** Task instructions **
Each line of the listing that contains "DeviceMetrics" should be found and copied.

** Exercise material **

============================================================

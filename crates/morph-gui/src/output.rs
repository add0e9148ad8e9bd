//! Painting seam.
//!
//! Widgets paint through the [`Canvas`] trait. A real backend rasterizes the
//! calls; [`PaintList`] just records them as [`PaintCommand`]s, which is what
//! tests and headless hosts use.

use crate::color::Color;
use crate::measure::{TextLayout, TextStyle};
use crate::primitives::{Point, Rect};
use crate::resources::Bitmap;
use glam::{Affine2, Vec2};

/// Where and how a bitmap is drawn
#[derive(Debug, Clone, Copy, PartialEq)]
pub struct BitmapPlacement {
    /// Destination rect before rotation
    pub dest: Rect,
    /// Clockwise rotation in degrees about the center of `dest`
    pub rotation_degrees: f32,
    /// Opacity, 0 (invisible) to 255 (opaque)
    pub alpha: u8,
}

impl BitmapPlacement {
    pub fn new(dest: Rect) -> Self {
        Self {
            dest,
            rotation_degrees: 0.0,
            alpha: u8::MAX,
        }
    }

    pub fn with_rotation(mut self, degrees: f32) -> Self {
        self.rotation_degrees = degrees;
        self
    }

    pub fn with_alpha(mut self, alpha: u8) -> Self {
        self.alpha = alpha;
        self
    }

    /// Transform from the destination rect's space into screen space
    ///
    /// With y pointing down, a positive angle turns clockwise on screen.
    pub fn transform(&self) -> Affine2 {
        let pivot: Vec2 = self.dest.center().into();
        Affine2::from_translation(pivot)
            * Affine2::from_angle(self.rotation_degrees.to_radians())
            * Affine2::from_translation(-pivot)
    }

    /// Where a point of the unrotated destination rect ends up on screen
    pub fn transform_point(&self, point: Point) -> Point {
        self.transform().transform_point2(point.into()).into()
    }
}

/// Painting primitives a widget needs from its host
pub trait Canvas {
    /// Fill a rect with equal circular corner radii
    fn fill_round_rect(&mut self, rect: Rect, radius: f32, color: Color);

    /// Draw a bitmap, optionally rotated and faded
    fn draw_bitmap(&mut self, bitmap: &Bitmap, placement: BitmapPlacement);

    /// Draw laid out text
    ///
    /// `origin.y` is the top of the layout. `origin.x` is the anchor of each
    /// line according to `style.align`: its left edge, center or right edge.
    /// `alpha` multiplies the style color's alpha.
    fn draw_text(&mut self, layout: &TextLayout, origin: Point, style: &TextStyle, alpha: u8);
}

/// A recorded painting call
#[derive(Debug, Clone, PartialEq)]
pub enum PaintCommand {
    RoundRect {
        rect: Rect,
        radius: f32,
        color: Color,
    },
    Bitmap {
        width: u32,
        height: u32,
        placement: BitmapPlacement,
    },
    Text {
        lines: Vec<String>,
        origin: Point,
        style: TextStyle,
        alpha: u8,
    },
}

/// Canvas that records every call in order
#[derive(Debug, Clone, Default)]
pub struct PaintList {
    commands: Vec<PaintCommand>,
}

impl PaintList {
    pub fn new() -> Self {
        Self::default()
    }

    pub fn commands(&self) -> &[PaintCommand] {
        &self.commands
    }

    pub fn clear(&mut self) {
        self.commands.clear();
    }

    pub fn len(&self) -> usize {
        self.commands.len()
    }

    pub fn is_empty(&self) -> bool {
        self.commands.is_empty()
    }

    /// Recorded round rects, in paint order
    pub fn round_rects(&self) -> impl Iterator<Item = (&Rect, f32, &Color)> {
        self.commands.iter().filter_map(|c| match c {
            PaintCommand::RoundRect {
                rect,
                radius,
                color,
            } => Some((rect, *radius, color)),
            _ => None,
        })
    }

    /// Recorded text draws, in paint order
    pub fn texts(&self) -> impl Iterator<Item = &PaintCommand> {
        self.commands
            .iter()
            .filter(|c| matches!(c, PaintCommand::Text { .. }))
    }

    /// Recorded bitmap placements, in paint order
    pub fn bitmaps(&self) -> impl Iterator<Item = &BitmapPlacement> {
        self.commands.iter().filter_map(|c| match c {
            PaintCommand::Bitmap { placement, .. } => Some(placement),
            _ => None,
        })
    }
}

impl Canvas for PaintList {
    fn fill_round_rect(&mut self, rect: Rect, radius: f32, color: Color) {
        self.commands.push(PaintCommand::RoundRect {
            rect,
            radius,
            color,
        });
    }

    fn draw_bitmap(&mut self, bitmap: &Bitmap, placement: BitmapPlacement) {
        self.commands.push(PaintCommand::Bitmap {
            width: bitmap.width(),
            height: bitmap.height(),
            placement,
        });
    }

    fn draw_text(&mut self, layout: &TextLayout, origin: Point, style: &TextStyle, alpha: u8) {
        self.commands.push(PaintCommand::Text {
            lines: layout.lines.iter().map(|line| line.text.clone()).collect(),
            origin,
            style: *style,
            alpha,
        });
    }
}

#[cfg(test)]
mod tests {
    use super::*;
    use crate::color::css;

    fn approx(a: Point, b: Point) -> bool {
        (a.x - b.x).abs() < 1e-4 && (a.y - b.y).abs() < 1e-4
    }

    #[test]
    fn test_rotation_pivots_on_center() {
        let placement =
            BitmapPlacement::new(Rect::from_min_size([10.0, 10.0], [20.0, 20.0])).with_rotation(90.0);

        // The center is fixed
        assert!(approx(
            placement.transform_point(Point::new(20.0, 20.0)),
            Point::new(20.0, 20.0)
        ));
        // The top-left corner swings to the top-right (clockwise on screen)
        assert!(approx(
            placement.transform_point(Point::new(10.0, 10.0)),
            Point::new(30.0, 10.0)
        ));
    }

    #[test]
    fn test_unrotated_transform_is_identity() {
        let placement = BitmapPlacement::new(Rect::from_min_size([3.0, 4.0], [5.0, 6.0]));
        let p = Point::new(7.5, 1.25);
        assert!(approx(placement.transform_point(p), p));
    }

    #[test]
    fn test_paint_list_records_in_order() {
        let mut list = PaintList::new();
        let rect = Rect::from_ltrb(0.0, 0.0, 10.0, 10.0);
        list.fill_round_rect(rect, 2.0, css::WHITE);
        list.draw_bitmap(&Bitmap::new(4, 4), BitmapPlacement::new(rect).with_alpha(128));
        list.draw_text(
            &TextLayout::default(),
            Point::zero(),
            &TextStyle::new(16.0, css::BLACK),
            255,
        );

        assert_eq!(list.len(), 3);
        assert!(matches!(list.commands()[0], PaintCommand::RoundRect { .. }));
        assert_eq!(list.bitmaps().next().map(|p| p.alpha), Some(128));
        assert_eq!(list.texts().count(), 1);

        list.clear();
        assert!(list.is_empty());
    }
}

============================================================

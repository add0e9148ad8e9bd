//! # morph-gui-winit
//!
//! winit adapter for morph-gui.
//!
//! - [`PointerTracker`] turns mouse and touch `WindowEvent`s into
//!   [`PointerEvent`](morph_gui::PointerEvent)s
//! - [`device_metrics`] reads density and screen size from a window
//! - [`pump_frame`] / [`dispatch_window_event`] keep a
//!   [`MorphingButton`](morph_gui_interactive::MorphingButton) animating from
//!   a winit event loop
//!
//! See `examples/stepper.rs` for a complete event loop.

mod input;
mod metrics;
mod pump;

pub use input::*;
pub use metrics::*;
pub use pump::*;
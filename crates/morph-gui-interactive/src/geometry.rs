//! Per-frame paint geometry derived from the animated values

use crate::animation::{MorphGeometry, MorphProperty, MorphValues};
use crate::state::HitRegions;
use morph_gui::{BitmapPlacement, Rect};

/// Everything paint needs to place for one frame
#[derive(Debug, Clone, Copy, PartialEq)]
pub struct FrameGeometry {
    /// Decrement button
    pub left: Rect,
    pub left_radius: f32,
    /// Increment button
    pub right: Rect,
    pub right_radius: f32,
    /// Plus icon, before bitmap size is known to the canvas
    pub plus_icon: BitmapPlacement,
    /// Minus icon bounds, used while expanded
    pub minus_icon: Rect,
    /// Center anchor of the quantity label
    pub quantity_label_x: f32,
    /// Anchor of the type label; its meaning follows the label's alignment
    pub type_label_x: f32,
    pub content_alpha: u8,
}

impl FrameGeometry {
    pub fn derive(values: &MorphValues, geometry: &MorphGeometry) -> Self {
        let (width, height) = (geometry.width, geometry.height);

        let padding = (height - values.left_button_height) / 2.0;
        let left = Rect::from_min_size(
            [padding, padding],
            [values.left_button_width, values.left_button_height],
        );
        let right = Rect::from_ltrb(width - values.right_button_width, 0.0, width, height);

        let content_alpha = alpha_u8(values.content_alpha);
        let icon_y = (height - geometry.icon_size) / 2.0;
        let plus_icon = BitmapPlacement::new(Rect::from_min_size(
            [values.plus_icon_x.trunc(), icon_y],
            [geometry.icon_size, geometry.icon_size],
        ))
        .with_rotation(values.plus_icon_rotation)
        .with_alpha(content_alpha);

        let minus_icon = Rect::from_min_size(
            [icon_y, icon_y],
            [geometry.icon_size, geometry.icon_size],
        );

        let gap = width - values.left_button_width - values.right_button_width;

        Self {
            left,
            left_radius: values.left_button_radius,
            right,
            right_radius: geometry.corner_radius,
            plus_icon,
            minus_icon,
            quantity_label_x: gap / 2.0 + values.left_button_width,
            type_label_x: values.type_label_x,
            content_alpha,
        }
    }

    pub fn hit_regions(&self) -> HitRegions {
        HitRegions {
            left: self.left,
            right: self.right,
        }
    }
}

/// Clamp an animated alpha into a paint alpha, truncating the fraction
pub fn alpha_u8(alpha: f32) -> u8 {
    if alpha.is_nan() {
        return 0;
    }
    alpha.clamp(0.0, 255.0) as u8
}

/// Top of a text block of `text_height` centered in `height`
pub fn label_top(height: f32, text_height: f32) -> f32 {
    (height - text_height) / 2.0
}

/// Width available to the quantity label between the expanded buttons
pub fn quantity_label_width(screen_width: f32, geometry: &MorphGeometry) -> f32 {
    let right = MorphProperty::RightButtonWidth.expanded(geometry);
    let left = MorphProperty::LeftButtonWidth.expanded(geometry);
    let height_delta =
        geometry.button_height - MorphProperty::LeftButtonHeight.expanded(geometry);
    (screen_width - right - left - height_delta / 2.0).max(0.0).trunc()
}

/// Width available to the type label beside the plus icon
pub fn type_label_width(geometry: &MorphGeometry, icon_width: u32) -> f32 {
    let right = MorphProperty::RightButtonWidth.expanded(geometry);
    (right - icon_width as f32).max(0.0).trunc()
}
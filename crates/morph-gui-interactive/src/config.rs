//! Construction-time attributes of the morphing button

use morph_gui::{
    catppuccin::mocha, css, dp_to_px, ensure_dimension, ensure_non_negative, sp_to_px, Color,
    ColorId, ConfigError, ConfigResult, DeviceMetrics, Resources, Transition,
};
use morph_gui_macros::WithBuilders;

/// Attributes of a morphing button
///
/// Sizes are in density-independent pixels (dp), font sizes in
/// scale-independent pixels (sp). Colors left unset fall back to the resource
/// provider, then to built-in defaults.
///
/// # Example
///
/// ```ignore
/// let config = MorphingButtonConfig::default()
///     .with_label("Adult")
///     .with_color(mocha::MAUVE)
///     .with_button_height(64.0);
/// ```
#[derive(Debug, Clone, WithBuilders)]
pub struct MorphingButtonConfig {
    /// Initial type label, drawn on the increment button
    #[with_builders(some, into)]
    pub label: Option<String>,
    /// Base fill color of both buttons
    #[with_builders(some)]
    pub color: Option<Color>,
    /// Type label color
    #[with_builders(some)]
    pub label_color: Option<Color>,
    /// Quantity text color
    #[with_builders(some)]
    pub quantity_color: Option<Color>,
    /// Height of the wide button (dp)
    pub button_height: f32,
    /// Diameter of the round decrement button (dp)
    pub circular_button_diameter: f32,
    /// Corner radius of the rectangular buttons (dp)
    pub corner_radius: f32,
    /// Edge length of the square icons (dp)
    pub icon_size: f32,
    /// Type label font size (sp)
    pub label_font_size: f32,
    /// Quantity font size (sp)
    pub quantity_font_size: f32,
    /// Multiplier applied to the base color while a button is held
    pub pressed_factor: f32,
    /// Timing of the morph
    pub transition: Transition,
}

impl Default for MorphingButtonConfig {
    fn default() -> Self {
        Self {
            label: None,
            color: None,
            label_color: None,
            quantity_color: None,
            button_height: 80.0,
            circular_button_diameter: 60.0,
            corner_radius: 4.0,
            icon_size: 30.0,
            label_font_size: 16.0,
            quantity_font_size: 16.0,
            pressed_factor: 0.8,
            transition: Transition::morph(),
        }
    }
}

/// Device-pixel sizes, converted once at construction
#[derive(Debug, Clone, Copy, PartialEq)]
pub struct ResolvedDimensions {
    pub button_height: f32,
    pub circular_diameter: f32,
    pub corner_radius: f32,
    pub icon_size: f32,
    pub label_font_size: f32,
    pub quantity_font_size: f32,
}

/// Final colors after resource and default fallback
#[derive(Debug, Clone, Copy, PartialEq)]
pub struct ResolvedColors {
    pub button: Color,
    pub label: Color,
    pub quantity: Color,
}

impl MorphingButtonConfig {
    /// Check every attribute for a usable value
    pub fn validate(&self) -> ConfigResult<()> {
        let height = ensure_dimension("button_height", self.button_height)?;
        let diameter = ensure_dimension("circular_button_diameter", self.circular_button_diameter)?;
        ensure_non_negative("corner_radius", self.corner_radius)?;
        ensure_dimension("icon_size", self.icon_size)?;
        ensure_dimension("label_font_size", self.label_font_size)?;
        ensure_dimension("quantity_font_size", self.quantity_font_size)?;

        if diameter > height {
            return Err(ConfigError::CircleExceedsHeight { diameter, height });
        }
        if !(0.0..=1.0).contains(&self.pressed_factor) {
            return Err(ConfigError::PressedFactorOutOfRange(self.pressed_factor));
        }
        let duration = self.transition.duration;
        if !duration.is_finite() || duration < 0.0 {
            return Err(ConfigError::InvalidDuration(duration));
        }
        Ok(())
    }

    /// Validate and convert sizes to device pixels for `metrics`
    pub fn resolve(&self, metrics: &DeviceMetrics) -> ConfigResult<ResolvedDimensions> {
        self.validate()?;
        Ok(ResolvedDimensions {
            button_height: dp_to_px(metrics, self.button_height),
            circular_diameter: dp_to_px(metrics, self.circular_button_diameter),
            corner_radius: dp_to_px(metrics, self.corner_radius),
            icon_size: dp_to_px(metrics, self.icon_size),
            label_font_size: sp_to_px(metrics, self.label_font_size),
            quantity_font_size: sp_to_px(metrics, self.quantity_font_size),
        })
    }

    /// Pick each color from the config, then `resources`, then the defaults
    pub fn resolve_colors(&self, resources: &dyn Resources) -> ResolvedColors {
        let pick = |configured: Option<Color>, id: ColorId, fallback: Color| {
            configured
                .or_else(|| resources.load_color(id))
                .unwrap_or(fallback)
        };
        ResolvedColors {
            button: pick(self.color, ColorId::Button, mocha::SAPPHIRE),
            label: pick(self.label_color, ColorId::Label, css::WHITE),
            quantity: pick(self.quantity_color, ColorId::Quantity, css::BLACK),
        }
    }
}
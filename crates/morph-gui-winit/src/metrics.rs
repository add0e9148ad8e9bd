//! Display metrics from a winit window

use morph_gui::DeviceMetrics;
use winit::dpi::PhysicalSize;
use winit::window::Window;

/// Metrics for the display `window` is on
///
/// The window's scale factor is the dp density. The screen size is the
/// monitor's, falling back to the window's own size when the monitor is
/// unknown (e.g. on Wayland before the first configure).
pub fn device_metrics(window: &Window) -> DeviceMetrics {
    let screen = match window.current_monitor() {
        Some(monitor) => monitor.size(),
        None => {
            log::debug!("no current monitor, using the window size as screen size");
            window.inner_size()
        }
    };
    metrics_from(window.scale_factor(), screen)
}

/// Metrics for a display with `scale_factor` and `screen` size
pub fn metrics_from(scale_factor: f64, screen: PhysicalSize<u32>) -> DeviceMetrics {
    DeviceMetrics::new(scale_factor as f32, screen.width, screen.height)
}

============================================================

** Your response **
    ColorId, ConfigError, ConfigResult, DeviceMetrics, Resources, Transition,
    pub fn resolve(&self, metrics: &DeviceMetrics) -> ConfigResult<ResolvedDimensions> {
use morph_gui::DeviceMetrics;
pub fn device_metrics(window: &Window) -> DeviceMetrics {
pub fn metrics_from(scale_factor: f64, screen: PhysicalSize<u32>) -> DeviceMetrics {
    DeviceMetrics::new(scale_factor as f32, screen.width, screen.height)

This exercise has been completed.